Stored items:
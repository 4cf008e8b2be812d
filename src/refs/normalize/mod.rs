//! Code implementing the `refs normalize` sub command.
//!
//! Every file of `<run-id>/reference_fastas/` is converted into a sibling
//! `.fasta` file.  Each file is an independent unit of work: a failing file is
//! reported and the batch continues with the next one.

pub mod ape;
pub mod docx;
pub mod format;
pub mod generic;
pub mod geneious;
pub mod record;
pub mod rtf;
pub mod snapgene;

use std::path::{Path, PathBuf};

use anyhow::Context;
use clap::Parser;
use itertools::Itertools;
use strum::IntoEnumIterator;

use self::{format::SourceFormat, record::SequenceRecord};
use crate::{
    common::{expand_path, file_name_string, file_stem_string, list_files_sorted},
    err::ConvertError,
};

/// Name of the per-run directory holding the reference files.
pub const REFERENCE_DIR: &str = "reference_fastas";
/// Extension of the canonical output files.
pub const FASTA_EXTENSION: &str = "fasta";

/// Command line arguments for `refs normalize` sub command.
#[derive(Parser, Debug)]
#[command(about = "Convert the reference files of a run to FASTA", long_about = None)]
pub struct Args {
    /// Directory holding the run directories.
    #[arg(long, default_value = ".")]
    pub path_base: String,
    /// Run ID, references are read from `<path-base>/<run-id>/reference_fastas/`.
    #[arg(value_parser = crate::common::parse_run_id)]
    pub run_id: String,
}

/// Result of handling one reference file.
#[derive(Debug, Clone, PartialEq, Eq)]
pub enum Outcome {
    /// Records were written to `path`.
    Converted { path: PathBuf, records: usize },
    /// A `.fa` file was renamed to `path`.
    Renamed { path: PathBuf },
    /// The file already is canonical FASTA.
    AlreadyFasta,
    /// The file format is not supported, the file was left alone.
    Unsupported,
}

/// Tally of a batch run.
#[derive(Debug, Default)]
pub struct Summary {
    pub converted: usize,
    pub renamed: usize,
    pub already_fasta: usize,
    pub unsupported: Vec<PathBuf>,
    pub failed: Vec<(PathBuf, String)>,
}

impl Summary {
    /// Total number of files seen.
    pub fn total(&self) -> usize {
        self.converted
            + self.renamed
            + self.already_fasta
            + self.unsupported.len()
            + self.failed.len()
    }

    fn record(&mut self, path: &Path, result: Result<Outcome, anyhow::Error>) {
        let name = file_name_string(path);
        match result {
            Ok(Outcome::Converted { path, records }) => {
                tracing::info!("Wrote {} record(s) of {} to {:?}", records, name, path);
                self.converted += 1;
            }
            Ok(Outcome::Renamed { path }) => {
                tracing::info!("Renamed {} to {:?}", name, path);
                self.renamed += 1;
            }
            Ok(Outcome::AlreadyFasta) => {
                tracing::info!("Reference {} already in fasta format", name);
                self.already_fasta += 1;
            }
            Ok(Outcome::Unsupported) => {
                tracing::warn!("Unsupported file {}", name);
                self.unsupported.push(path.to_path_buf());
            }
            Err(e) => {
                tracing::error!("Could not convert {}: {:#}", name, e);
                self.failed.push((path.to_path_buf(), format!("{:#}", e)));
            }
        }
    }

    fn log(&self) {
        tracing::info!(
            "Processed {} file(s): {} converted, {} renamed, {} already FASTA, {} unsupported, {} failed",
            self.total(),
            self.converted,
            self.renamed,
            self.already_fasta,
            self.unsupported.len(),
            self.failed.len()
        );
        for (path, message) in &self.failed {
            tracing::error!("  failed: {:?}: {}", path, message);
        }
    }
}

/// Write `records` to `path` through a temporary file in the same directory.
fn write_records(path: &Path, records: &[SequenceRecord]) -> Result<(), anyhow::Error> {
    let dir = match path.parent() {
        Some(dir) if !dir.as_os_str().is_empty() => dir,
        _ => Path::new("."),
    };
    let mut tmp_file = tempfile::NamedTempFile::new_in(dir)?;
    record::write_fasta(tmp_file.as_file_mut(), records)?;
    tmp_file
        .persist(path)
        .map_err(|e| anyhow::anyhow!("could not write {:?}: {}", path, e.error))?;
    Ok(())
}

/// Convert the single reference file at `path`.
pub fn process_file(path: &Path) -> Result<Outcome, anyhow::Error> {
    let Some(format) = SourceFormat::from_path(path) else {
        return Ok(Outcome::Unsupported);
    };
    let path_output = path.with_extension(FASTA_EXTENSION);
    tracing::debug!("{:?} has format {}", path, format);

    let records = match format {
        SourceFormat::Fasta => return Ok(Outcome::AlreadyFasta),
        SourceFormat::FastaShort => {
            if path_output.exists() {
                tracing::warn!("Replacing existing {:?}", &path_output);
            }
            std::fs::rename(path, &path_output)
                .with_context(|| format!("could not rename {:?} to {:?}", path, &path_output))?;
            return Ok(Outcome::Renamed { path: path_output });
        }
        SourceFormat::Docx => docx::read_records(path),
        SourceFormat::Rtf => rtf::read_records(path),
        SourceFormat::SnapGene => snapgene::read_records(path),
        SourceFormat::Genbank => generic::read_genbank_records(path),
        SourceFormat::Fastq => generic::read_fastq_records(path),
        SourceFormat::Tab => generic::read_tab_records(path),
        SourceFormat::Ape => ape::read_records(path),
        SourceFormat::Geneious => geneious::read_records(path),
    }
    .with_context(|| format!("could not read {:?} as {}", path, format))?;
    if records.is_empty() {
        return Err(ConvertError::NoRecords.into());
    }

    tracing::info!(
        "Converting {} to fasta as {}",
        file_stem_string(path),
        format
    );
    write_records(&path_output, &records)
        .with_context(|| format!("could not write {:?}", &path_output))?;
    Ok(Outcome::Converted {
        path: path_output,
        records: records.len(),
    })
}

/// Convert every file in `dir`, continuing past failures.
pub fn normalize_dir(dir: &Path) -> Result<Summary, anyhow::Error> {
    let mut summary = Summary::default();
    for path in list_files_sorted(dir)? {
        let result = process_file(&path);
        summary.record(&path, result);
    }
    Ok(summary)
}

/// Main entry point for the `refs normalize` command.
pub fn run(common_args: &crate::common::Args, args: &Args) -> Result<(), anyhow::Error> {
    tracing::info!("Starting `refs normalize`");
    tracing::info!("  common_args = {:?}", &common_args);
    tracing::info!("  args = {:?}", &args);

    let dir = expand_path(&args.path_base)
        .join(&args.run_id)
        .join(REFERENCE_DIR);
    tracing::info!("Reading reference files from {:?}", &dir);
    tracing::debug!(
        "supported formats: {}",
        SourceFormat::iter()
            .map(|format| format!("{} ({})", format, format.extensions().join(", ")))
            .join("; ")
    );

    let summary = normalize_dir(&dir)?;
    summary.log();

    if !summary.failed.is_empty() {
        anyhow::bail!(
            "{} of {} reference file(s) could not be converted",
            summary.failed.len(),
            summary.total()
        );
    }

    Ok(())
}

#[cfg(test)]
mod test {
    use pretty_assertions::assert_eq;

    use super::*;
    use crate::common::{
        self,
        fixtures::{docx_bytes, geneious_bytes, snapgene_bytes},
    };

    fn setup_run_dir(tmp_dir: &Path, run_id: &str) -> Result<PathBuf, anyhow::Error> {
        let dir = tmp_dir.join(run_id).join(REFERENCE_DIR);
        std::fs::create_dir_all(&dir)?;
        Ok(dir)
    }

    #[test]
    fn run_docx_fa_and_unsupported() -> Result<(), anyhow::Error> {
        let tmp_dir = temp_testdir::TempDir::default();
        let dir = setup_run_dir(&tmp_dir, "20250228")?;
        std::fs::write(
            dir.join("ref1.docx"),
            docx_bytes(&["&gt;ref1 from word", "ACGTACGT", "GGCC"])?,
        )?;
        std::fs::write(dir.join("ref2.fa"), ">ref2\nTTTT\nAAAA\n")?;
        std::fs::write(dir.join("ref3.xyz"), "not a sequence")?;

        let common_args = common::Args::default();
        let args = Args {
            path_base: tmp_dir.to_string_lossy().into_owned(),
            run_id: String::from("20250228"),
        };

        run(&common_args, &args)?;

        assert_eq!(
            std::fs::read_to_string(dir.join("ref1.fasta"))?,
            ">ref1 from word\nACGTACGTGGCC\n"
        );
        assert_eq!(
            std::fs::read_to_string(dir.join("ref2.fasta"))?,
            ">ref2\nTTTT\nAAAA\n"
        );
        assert!(!dir.join("ref2.fa").exists());
        assert_eq!(
            std::fs::read_to_string(dir.join("ref3.xyz"))?,
            "not a sequence"
        );
        assert!(!dir.join("ref3.fasta").exists());

        Ok(())
    }

    #[test]
    fn normalize_dir_summary() -> Result<(), anyhow::Error> {
        let tmp_dir = temp_testdir::TempDir::default();
        let dir = setup_run_dir(&tmp_dir, "run")?;
        std::fs::write(dir.join("a.docx"), docx_bytes(&["ACGT"])?)?;
        std::fs::write(dir.join("b.fa"), ">b\nAC\n")?;
        std::fs::write(dir.join("c.fasta"), ">c\nAC\n")?;
        std::fs::write(dir.join("d.xyz"), "")?;
        std::fs::write(dir.join("e.dna"), snapgene_bytes("ACGTT", true)?)?;
        std::fs::write(dir.join("f.geneious"), geneious_bytes("f.geneious", "GGG")?)?;
        std::fs::copy("tests/refs/normalize/pTEST.gb", dir.join("g.gbk"))?;

        let summary = normalize_dir(&dir)?;

        assert_eq!(summary.converted, 4);
        assert_eq!(summary.renamed, 1);
        assert_eq!(summary.already_fasta, 1);
        assert_eq!(summary.unsupported, vec![dir.join("d.xyz")]);
        assert!(summary.failed.is_empty());
        assert_eq!(summary.total(), 7);
        assert_eq!(
            std::fs::read_to_string(dir.join("e.fasta"))?,
            ">e circular\nACGTT\n"
        );
        assert_eq!(
            std::fs::read_to_string(dir.join("f.fasta"))?,
            ">f\nGGG\n"
        );
        assert!(dir.join("g.fasta").exists());

        Ok(())
    }

    #[test]
    fn failure_does_not_abort_batch() -> Result<(), anyhow::Error> {
        let tmp_dir = temp_testdir::TempDir::default();
        let dir = setup_run_dir(&tmp_dir, "run")?;
        std::fs::copy("tests/refs/normalize/no_length.ape", dir.join("a.ape"))?;
        std::fs::copy("tests/refs/normalize/insert.ape", dir.join("b.ape"))?;
        let broken_before = std::fs::read(dir.join("a.ape"))?;

        let summary = normalize_dir(&dir)?;

        assert_eq!(summary.converted, 1);
        assert_eq!(summary.failed.len(), 1);
        assert_eq!(summary.failed[0].0, dir.join("a.ape"));
        assert!(!dir.join("a.fasta").exists());
        assert!(dir.join("b.fasta").exists());
        assert_eq!(std::fs::read(dir.join("a.ape"))?, broken_before);

        Ok(())
    }

    #[test]
    fn run_fails_after_summary() -> Result<(), anyhow::Error> {
        let tmp_dir = temp_testdir::TempDir::default();
        let dir = setup_run_dir(&tmp_dir, "run")?;
        std::fs::write(dir.join("broken.dna"), "not snapgene")?;
        std::fs::write(dir.join("ok.fa"), ">ok\nA\n")?;

        let common_args = common::Args::default();
        let args = Args {
            path_base: tmp_dir.to_string_lossy().into_owned(),
            run_id: String::from("run"),
        };

        assert!(run(&common_args, &args).is_err());
        assert!(dir.join("ok.fasta").exists());

        Ok(())
    }

    #[test]
    fn run_missing_directory() {
        let tmp_dir = temp_testdir::TempDir::default();
        let common_args = common::Args::default();
        let args = Args {
            path_base: tmp_dir.to_string_lossy().into_owned(),
            run_id: String::from("missing"),
        };

        assert!(run(&common_args, &args).is_err());
    }

    #[test]
    fn prose_docx_fails() -> Result<(), anyhow::Error> {
        let tmp_dir = temp_testdir::TempDir::default();
        let dir = setup_run_dir(&tmp_dir, "run")?;
        std::fs::write(
            dir.join("notes.docx"),
            docx_bytes(&["Insert for sample 3", "ACGT"])?,
        )?;
        std::fs::write(dir.join("ok.docx"), docx_bytes(&["ACGT"])?)?;

        let summary = normalize_dir(&dir)?;

        assert_eq!(summary.converted, 1);
        assert_eq!(summary.failed.len(), 1);
        assert_eq!(summary.failed[0].0, dir.join("notes.docx"));
        assert!(!dir.join("notes.fasta").exists());

        Ok(())
    }

    #[test]
    fn process_file_error_names_path() -> Result<(), anyhow::Error> {
        let tmp_dir = temp_testdir::TempDir::default();
        let path = tmp_dir.join("broken.docx");
        std::fs::write(&path, "not a zip archive")?;

        let err = process_file(&path).unwrap_err();

        assert!(format!("{:#}", err).contains("broken.docx"));
        assert!(format!("{:#}", err).contains("docx"));

        Ok(())
    }

    #[test]
    fn process_file_prose_error_kind() -> Result<(), anyhow::Error> {
        let tmp_dir = temp_testdir::TempDir::default();
        let path = tmp_dir.join("notes.docx");
        std::fs::write(&path, docx_bytes(&["Insert for sample 3", "ACGT"])?)?;

        let err = process_file(&path).unwrap_err();

        assert_eq!(
            err.downcast_ref::<ConvertError>(),
            Some(&ConvertError::NonSequenceText { letter: 'I' })
        );

        Ok(())
    }

    #[test]
    fn process_file_fastq() -> Result<(), anyhow::Error> {
        let tmp_dir = temp_testdir::TempDir::default();
        let path = tmp_dir.join("reads.fq");
        std::fs::copy("tests/refs/normalize/reads.fastq", &path)?;

        let outcome = process_file(&path)?;

        assert_eq!(
            outcome,
            Outcome::Converted {
                path: tmp_dir.join("reads.fasta"),
                records: 2
            }
        );
        assert_eq!(
            std::fs::read_to_string(tmp_dir.join("reads.fasta"))?,
            ">read1 sample=a\nACGTACGTAC\n>read2\nTTTTGGGG\n"
        );

        Ok(())
    }
}
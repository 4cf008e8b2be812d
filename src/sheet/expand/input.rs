//! Reading the sample rows from the resolved worksheet.

use calamine::{Data, Range};

use super::columns::ResolvedColumns;
use crate::err::SheetError;

/// Row holding the column headers.
pub const HEADER_ROW: u32 = 1;
/// First row holding sample data.
pub const FIRST_DATA_ROW: u32 = 2;
/// Trailing rows below the samples that are not data.
pub const FOOTER_ROWS: u32 = 2;

/// Render a cell as text; integral numbers render without fractional part.
pub fn cell_text(cell: &Data) -> String {
    match cell {
        Data::Empty => String::new(),
        Data::String(s) => s.clone(),
        Data::Float(f) if f.fract() == 0.0 && f.abs() < i64::MAX as f64 => {
            format!("{}", *f as i64)
        }
        other => other.to_string(),
    }
}

/// Barcode token of barcode index `barcode`, zero-padded to two digits.
pub fn barcode_token(barcode: u32) -> String {
    format!("barcode{:02}", barcode)
}

/// One sample row of the worksheet.
#[derive(Debug, Clone, PartialEq, Eq)]
pub struct SampleRow {
    /// 0-based sheet row.
    pub row: u32,
    pub customer_name: String,
    pub sample_name: String,
    pub barcode: u32,
    pub size: Option<String>,
    pub reference_names: Option<String>,
    pub sample_type: String,
}

impl SampleRow {
    pub fn barcode_token(&self) -> String {
        barcode_token(self.barcode)
    }
}

/// Parse the barcode index of sheet row `row` (0-based).
pub fn parse_barcode(cell: Option<&Data>, row: u32) -> Result<u32, SheetError> {
    let invalid = |value: String| SheetError::InvalidBarcode {
        row: row + 1,
        value,
    };
    match cell {
        Some(Data::Int(i)) => u32::try_from(*i).map_err(|_| invalid(i.to_string())),
        Some(Data::Float(f)) if f.fract() == 0.0 && *f >= 0.0 && *f <= u32::MAX as f64 => {
            Ok(*f as u32)
        }
        Some(Data::String(s)) => s.trim().parse::<u32>().map_err(|_| invalid(s.clone())),
        Some(other) => Err(invalid(cell_text(other))),
        None => Err(invalid(String::new())),
    }
}

/// Texts of the header row, indexed by column.
pub fn header_row(range: &Range<Data>) -> Vec<String> {
    let last_col = match range.end() {
        Some((_, col)) => col,
        None => return Vec::new(),
    };
    (0..=last_col)
        .map(|col| range.get_value((HEADER_ROW, col)).map(cell_text).unwrap_or_default())
        .collect()
}

/// Read the sample rows between the header row and the footer rows.
pub fn read_rows(
    range: &Range<Data>,
    columns: &ResolvedColumns,
) -> Result<Vec<SampleRow>, SheetError> {
    let last_row = match range.end() {
        Some((row, _)) => row,
        None => return Ok(Vec::new()),
    };
    let text = |row: u32, col: u32| {
        range
            .get_value((row, col))
            .map(cell_text)
            .unwrap_or_default()
            .trim()
            .to_string()
    };
    let optional = |value: String| if value.is_empty() { None } else { Some(value) };

    let mut result = Vec::new();
    for row in FIRST_DATA_ROW..(last_row + 1).saturating_sub(FOOTER_ROWS) {
        if columns.all().iter().all(|col| text(row, *col).is_empty()) {
            tracing::debug!("skipping empty sheet row {}", row + 1);
            continue;
        }
        result.push(SampleRow {
            row,
            customer_name: text(row, columns.customer_name),
            sample_name: text(row, columns.sample_name),
            barcode: parse_barcode(range.get_value((row, columns.barcode)), row)?,
            size: optional(text(row, columns.size)),
            reference_names: optional(text(row, columns.reference_name)),
            sample_type: text(row, columns.sample_type),
        });
    }
    Ok(result)
}
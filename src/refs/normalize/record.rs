//! Canonical sequence records and their FASTA serialization.

use std::io::{Read, Write};

use bio::io::fasta;

use crate::err::ConvertError;

/// One canonical output record.
///
/// The identifier never contains whitespace and the sequence never contains
/// whitespace or line breaks, so the written FASTA re-parses unambiguously.
#[derive(Debug, Clone, PartialEq, Eq)]
pub struct SequenceRecord {
    id: String,
    desc: Option<String>,
    seq: Vec<u8>,
}

impl SequenceRecord {
    /// Construct a record, normalizing identifier, description and sequence.
    pub fn new(id: &str, desc: Option<&str>, seq: &[u8]) -> Self {
        let id = id.split_whitespace().collect::<Vec<_>>().join("_");
        let desc = desc
            .map(|d| d.split_whitespace().collect::<Vec<_>>().join(" "))
            .filter(|d| !d.is_empty() && d != ".");
        let seq = seq
            .iter()
            .copied()
            .filter(|b| !b.is_ascii_whitespace())
            .collect();
        Self { id, desc, seq }
    }

    pub fn id(&self) -> &str {
        &self.id
    }

    pub fn desc(&self) -> Option<&str> {
        self.desc.as_deref()
    }

    pub fn seq(&self) -> &[u8] {
        &self.seq
    }
}

/// Write `records` as FASTA to `writer`.
pub fn write_fasta<W>(writer: W, records: &[SequenceRecord]) -> Result<(), anyhow::Error>
where
    W: Write,
{
    let mut writer = fasta::Writer::new(writer);
    for record in records {
        writer.write(record.id(), record.desc(), record.seq())?;
    }
    writer.flush()?;
    Ok(())
}

/// Read all FASTA records from `reader`.
pub fn read_fasta<R>(reader: R) -> Result<Vec<SequenceRecord>, anyhow::Error>
where
    R: Read,
{
    fasta::Reader::new(reader)
        .records()
        .map(|record| {
            let record = record?;
            Ok(SequenceRecord::new(record.id(), record.desc(), record.seq()))
        })
        .collect()
}

/// IUPAC nucleotide codes accepted in text without a FASTA header.
const NUCLEOTIDE_CODES: &[u8] = b"ACGTUNRYKMSWBDHV";

fn is_sequence_symbol(c: char) -> bool {
    c == '-'
        || c == '*'
        || (c.is_ascii_alphabetic() && NUCLEOTIDE_CODES.contains(&(c.to_ascii_uppercase() as u8)))
}

/// Interpret free text extracted from a document as sequence records.
///
/// Text with a `>` header line is parsed as FASTA; anything before the first
/// header is dropped.  Otherwise the IUPAC nucleotide codes (plus `-` and
/// `*`) of the whole text form one record named `default_id`; any other
/// letter fails with `ConvertError::NonSequenceText`.
pub fn records_from_text(
    text: &str,
    default_id: &str,
) -> Result<Vec<SequenceRecord>, anyhow::Error> {
    if text.trim().is_empty() {
        return Err(ConvertError::EmptyText.into());
    }

    let lines = text
        .lines()
        .map(str::trim)
        .filter(|line| !line.is_empty())
        .skip_while(|line| !line.starts_with('>'))
        .collect::<Vec<_>>();

    let records = if lines.is_empty() {
        if let Some(letter) = text
            .chars()
            .find(|c| c.is_alphabetic() && !is_sequence_symbol(*c))
        {
            return Err(ConvertError::NonSequenceText { letter }.into());
        }
        let seq = text
            .bytes()
            .filter(|b| is_sequence_symbol(*b as char))
            .collect::<Vec<_>>();
        if seq.is_empty() {
            vec![]
        } else {
            vec![SequenceRecord::new(default_id, None, &seq)]
        }
    } else {
        let mut fasta_text = lines.join("\n");
        fasta_text.push('\n');
        read_fasta(fasta_text.as_bytes())?
    };

    if records.is_empty() {
        Err(ConvertError::NoRecords.into())
    } else {
        Ok(records)
    }
}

== Exercise brief ==
Every line that holds the word "optional" should be copied from the records above.

== Response to the task ==
    let optional = |value: String| if value.is_empty() { None } else { Some(value) };
            size: optional(text(row, columns.size)),
            reference_names: optional(text(row, columns.reference_name)),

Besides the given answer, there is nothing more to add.